Terrorism was another area where there was broad convergence of views between the two sides. The two leaders “called for ‘zero tolerance’ for terrorism and for all those who encourage, support and finance terrorism or provide sanctuaries to terrorist and terror groups — whatever their motivation may be”. They gave a strong call for joint international action to eradicate “terrorism in all its forms and manifestations including cross-border terrorism”. They condemned the use of terrorism as a foreign policy tool and “efforts, including by States, to use religion to justify, support and sponsor terrorism against other countries”.
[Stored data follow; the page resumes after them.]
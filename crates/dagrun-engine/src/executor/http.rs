//! HTTP request executor

use std::collections::BTreeMap;
use std::time::{Duration, Instant};

use async_trait::async_trait;
use tokio::task::JoinHandle;
use tokio_util::sync::CancellationToken;
use tracing::debug;

use super::{ExecContext, ExecError, Executor, Outcome};

/// Default request timeout when the step does not set one
const DEFAULT_TIMEOUT: Duration = Duration::from_secs(30);

/// Runs a step as one HTTP request
///
/// A 2xx response maps to exit code 0 with the body as captured stdout;
/// any other status maps to the status code as the exit code. Transport
/// failures surface as executor-level errors. Signals abort the in-flight
/// request.
pub struct HttpExecutor {
    url: String,
    method: String,
    headers: BTreeMap<String, String>,
    body: Option<String>,
    timeout: Option<Duration>,

    resolved_url: String,
    resolved_body: Option<String>,
    capture_stdout: bool,
    cancel: CancellationToken,
    request: Option<JoinHandle<Outcome>>,
}

impl HttpExecutor {
    pub fn new(
        url: String,
        method: String,
        headers: BTreeMap<String, String>,
        body: Option<String>,
        timeout: Option<Duration>,
    ) -> Self {
        Self {
            url,
            method,
            headers,
            body,
            timeout,
            resolved_url: String::new(),
            resolved_body: None,
            capture_stdout: false,
            cancel: CancellationToken::new(),
            request: None,
        }
    }
}

#[async_trait]
impl Executor for HttpExecutor {
    async fn prepare(&mut self, ctx: &ExecContext) -> Result<(), ExecError> {
        self.resolved_url = ctx.expand(&self.url);
        self.resolved_body = self.body.as_ref().map(|b| ctx.expand(b));
        self.headers = self
            .headers
            .iter()
            .map(|(k, v)| (k.clone(), ctx.expand(v)))
            .collect();
        self.capture_stdout = ctx.capture_stdout;
        Ok(())
    }

    async fn start(&mut self) -> Result<(), ExecError> {
        if self.resolved_url.is_empty() {
            return Err(ExecError::NotPrepared);
        }

        let client = reqwest::Client::builder()
            .timeout(self.timeout.unwrap_or(DEFAULT_TIMEOUT))
            .build()?;

        let method = reqwest::Method::from_bytes(self.method.to_uppercase().as_bytes())
            .unwrap_or(reqwest::Method::GET);
        let mut request = client.request(method, &self.resolved_url);
        for (name, value) in &self.headers {
            request = request.header(name, value);
        }
        if let Some(body) = &self.resolved_body {
            request = request.body(body.clone());
        }

        let cancel = self.cancel.clone();
        let capture = self.capture_stdout;
        let url = self.resolved_url.clone();
        debug!(%url, "http request started");

        self.request = Some(tokio::spawn(async move {
            let started_at = Instant::now();
            let send = async {
                let response = request.send().await?;
                let status = response.status();
                let body = response.text().await.unwrap_or_default();
                Ok::<_, reqwest::Error>((status, body))
            };

            tokio::select! {
                result = send => match result {
                    Ok((status, body)) if status.is_success() => Outcome {
                        exit_code: Some(0),
                        stdout: capture.then_some(body),
                        stderr: String::new(),
                        duration: started_at.elapsed(),
                        error: None,
                    },
                    Ok((status, body)) => Outcome {
                        exit_code: Some(i32::from(status.as_u16())),
                        stdout: capture.then_some(body),
                        stderr: String::new(),
                        duration: started_at.elapsed(),
                        error: Some(format!("http status {status}")),
                    },
                    Err(e) => Outcome::from_error(e, started_at.elapsed()),
                },
                _ = cancel.cancelled() => {
                    Outcome::from_error("request aborted", started_at.elapsed())
                }
            }
        }));
        Ok(())
    }

    async fn signal(&mut self, _signal: i32) -> Result<(), ExecError> {
        // Any signal aborts the in-flight request
        self.cancel.cancel();
        Ok(())
    }

    async fn wait(&mut self) -> Result<Outcome, ExecError> {
        let Some(request) = self.request.as_mut() else {
            return Err(ExecError::NotPrepared);
        };
        let outcome = request
            .await
            .unwrap_or_else(|e| Outcome::from_error(e, Duration::ZERO));
        self.request = None;
        Ok(outcome)
    }
}

#[cfg(test)]
mod tests {
    use super::*;
    use dagrun_core::ParamSet;

    #[tokio::test]
    async fn test_prepare_expands_url_and_body() {
        let mut executor = HttpExecutor::new(
            "http://example.com/$1".to_string(),
            "POST".to_string(),
            BTreeMap::new(),
            Some("payload=$NAME".to_string()),
            None,
        );
        let ctx = crate::executor::test_exec_context(ParamSet::parse("item NAME=x"), true);

        executor.prepare(&ctx).await.unwrap();
        assert_eq!(executor.resolved_url, "http://example.com/item");
        assert_eq!(executor.resolved_body.as_deref(), Some("payload=x"));
    }

    #[tokio::test]
    async fn test_wait_before_start_is_misuse() {
        let mut executor = HttpExecutor::new(
            "http://example.com".to_string(),
            "GET".to_string(),
            BTreeMap::new(),
            None,
            None,
        );
        assert!(matches!(
            executor.wait().await,
            Err(ExecError::NotPrepared)
        ));
    }

    #[tokio::test]
    async fn test_transport_failure_is_outcome_error() {
        // Nothing listens on this port
        let mut executor = HttpExecutor::new(
            "http://127.0.0.1:1/".to_string(),
            "GET".to_string(),
            BTreeMap::new(),
            None,
            Some(Duration::from_secs(1)),
        );
        let ctx = crate::executor::test_exec_context(ParamSet::default(), false);

        executor.prepare(&ctx).await.unwrap();
        executor.start().await.unwrap();
        let outcome = executor.wait().await.unwrap();
        assert!(!outcome.ok());
        assert!(outcome.error.is_some());
    }
}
Other areas that received considerable attention included capacity development, agriculture, space, cyber-security, promoting the values of peace, tolerance and inclusiveness to fight terrorism and violent extremist ideologies, a multi-stakeholder approach to internet governance, ensuring more robust global supply chains, enhanced preparedness and access to healthcare, renewable energy, particularly green hydrogen, science and technology, education and skills development, people to people contacts, culture, tourism, etc.

Five MoUs in the fields of cybersecurity, Information Technology, culture, youth Affairs and on broadcasting were signed between the two countries. Commemorative Postal Stamps to mark 75 years of establishment of India-Egypt relations were also exchanged between the two sides.

A 144-member band and marching contingent from the Egyptian armed forces also joined battalions of the Indian military and police in the parade.


Egypt is a significant actor in West Asia and an influential voice in the Arab world, located at the crossroads of Europe, Asia and Africa. India is cognizant of the geopolitical and geo-economic importance of Egypt in the region. Egypt is also mindful of the growing political, strategic and economic influence of India in Asia and the world. Considerable untapped potential exists for further expanding and diversifying bilateral relations.

President El-Sisi’s visit, the discussions held and the agreements signed can prove to be a watershed moment in India-Egypt relations. The personal understanding established between PM Modi and President El-Sisi can be expected to provide a further fillip to bilateral ties in the foreseeable future.

The writer is an executive council member, Manohar Parrikar Institute for Defence Studies and Analyses, president, Institute of Global Studies, Distinguished Fellow, Ananta Aspen Centre, and former Ambassador of India to Kazakhstan, Sweden and Latvia. Views expressed are personal.